Fustero Santos, Pina Belén, Salavert Esther, Navarro Antonio, Ramírez de Arellano M Carmen, Fuentes Antonio Simón
Departamento de Química Orgánica, Facultad de Farmacia, Universidad de Valencia, 46100-Burjassot, Valencia, Spain.
J Org Chem. 2002 Jul 12;67(14):4667-79. doi: 10.1021/jo025621k.

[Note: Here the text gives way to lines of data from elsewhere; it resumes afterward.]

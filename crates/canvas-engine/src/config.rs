//! Engine configuration
//!
//! Every field has a default, so a config file only needs the settings it
//! changes. Loaded from JSON with `EngineConfig::from_file`.

use std::path::Path;
use std::time::Duration;

use serde::{Deserialize, Serialize};

use crate::error::{CanvasEngineError, Result};
use crate::retry::RetryPolicies;

/// What to do with a block whose upstream block failed or was skipped
#[derive(Debug, Clone, Copy, PartialEq, Eq, Default, Serialize, Deserialize)]
#[serde(rename_all = "snake_case")]
pub enum UpstreamFailurePolicy {
    /// Run the block anyway; references to the failed block stay literal
    #[default]
    AttemptUnresolved,
    /// Skip the block without running it
    SkipDependents,
}

/// Configuration for an `ExecutionEngine`
#[derive(Debug, Clone, PartialEq, Serialize, Deserialize)]
#[serde(rename_all = "camelCase", default)]
pub struct EngineConfig {
    /// Retry/backoff policy per error category
    pub retry: RetryPolicies,
    /// Handling of blocks downstream of a failure
    pub upstream_failure: UpstreamFailurePolicy,
    /// Upper bound for one executor call in milliseconds
    pub block_timeout_ms: Option<u64>,
    /// Number of entries kept in the error log
    pub error_log_capacity: usize,
}

pub const DEFAULT_ERROR_LOG_CAPACITY: usize = 100;

impl Default for EngineConfig {
    fn default() -> Self {
        Self {
            retry: RetryPolicies::default(),
            upstream_failure: UpstreamFailurePolicy::default(),
            block_timeout_ms: None,
            error_log_capacity: DEFAULT_ERROR_LOG_CAPACITY,
        }
    }
}

impl EngineConfig {
    /// Parse a configuration from JSON text
    pub fn from_json(json: &str) -> Result<Self> {
        let config: Self = serde_json::from_str(json)?;
        config.validate()?;
        Ok(config)
    }

    /// Load a configuration file
    pub fn from_file(path: impl AsRef<Path>) -> Result<Self> {
        let path = path.as_ref();
        let content = std::fs::read_to_string(path)?;
        let config = Self::from_json(&content)?;
        log::info!("Loaded engine configuration from {:?}", path);
        Ok(config)
    }

    /// Reject settings the engine cannot honour
    pub fn validate(&self) -> Result<()> {
        if self.error_log_capacity == 0 {
            return Err(CanvasEngineError::config("errorLogCapacity must be at least 1"));
        }
        if self.block_timeout_ms == Some(0) {
            return Err(CanvasEngineError::config("blockTimeoutMs must be positive"));
        }
        Ok(())
    }

    pub fn with_retry(mut self, retry: RetryPolicies) -> Self {
        self.retry = retry;
        self
    }

    pub fn with_upstream_failure(mut self, policy: UpstreamFailurePolicy) -> Self {
        self.upstream_failure = policy;
        self
    }

    pub fn with_block_timeout(mut self, timeout: Duration) -> Self {
        self.block_timeout_ms = Some(timeout.as_millis() as u64);
        self
    }

    /// Block timeout as a duration
    pub fn block_timeout(&self) -> Option<Duration> {
        self.block_timeout_ms.map(Duration::from_millis)
    }
}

Racemic and chiral nonracemic alpha-substituted and alpha-unsubstituted beta-fluoroalkyl beta-amino acid derivatives 6 and 9 have been synthesized in two steps starting from fluorinated imidoyl chlorides 1 and ester enolates. This approach is based on the chemical reduction of previously obtained gamma-fluorinated beta-enamino esters 4 by using ZnI(2)/NaBH(4) in a nonchelated aprotic medium (dry CH(2)Cl(2)) as the reducing agent. A metal-chelated six-membered model has been suggested to explain the stereochemical outcome of the reduction reaction. The process takes place with high yields and with moderate to good diastereoselectivity. The best results related to diastereoselective reduction of chiral beta-enamino esters 4 were provided by the use of (-)-8-phenylmenthol as a chiral auxiliary.
从氟化亚胺酰氯1和酯烯醇盐出发,通过两步反应合成了外消旋和手性非外消旋的α-取代和α-未取代的β-氟烷基β-氨基酸衍生物6和9。该方法基于在非螯合非质子介质(干燥的二氯甲烷)中使用碘化锌/硼氢化钠作为还原剂,对先前得到的γ-氟化β-烯胺酯4进行化学还原。有人提出了一个金属螯合的六元模型来解释还原反应的立体化学结果。该过程产率高,非对映选择性中等至良好。使用(-)-8-苯基薄荷醇作为手性助剂,在手性β-烯胺酯4的非对映选择性还原方面取得了最佳结果。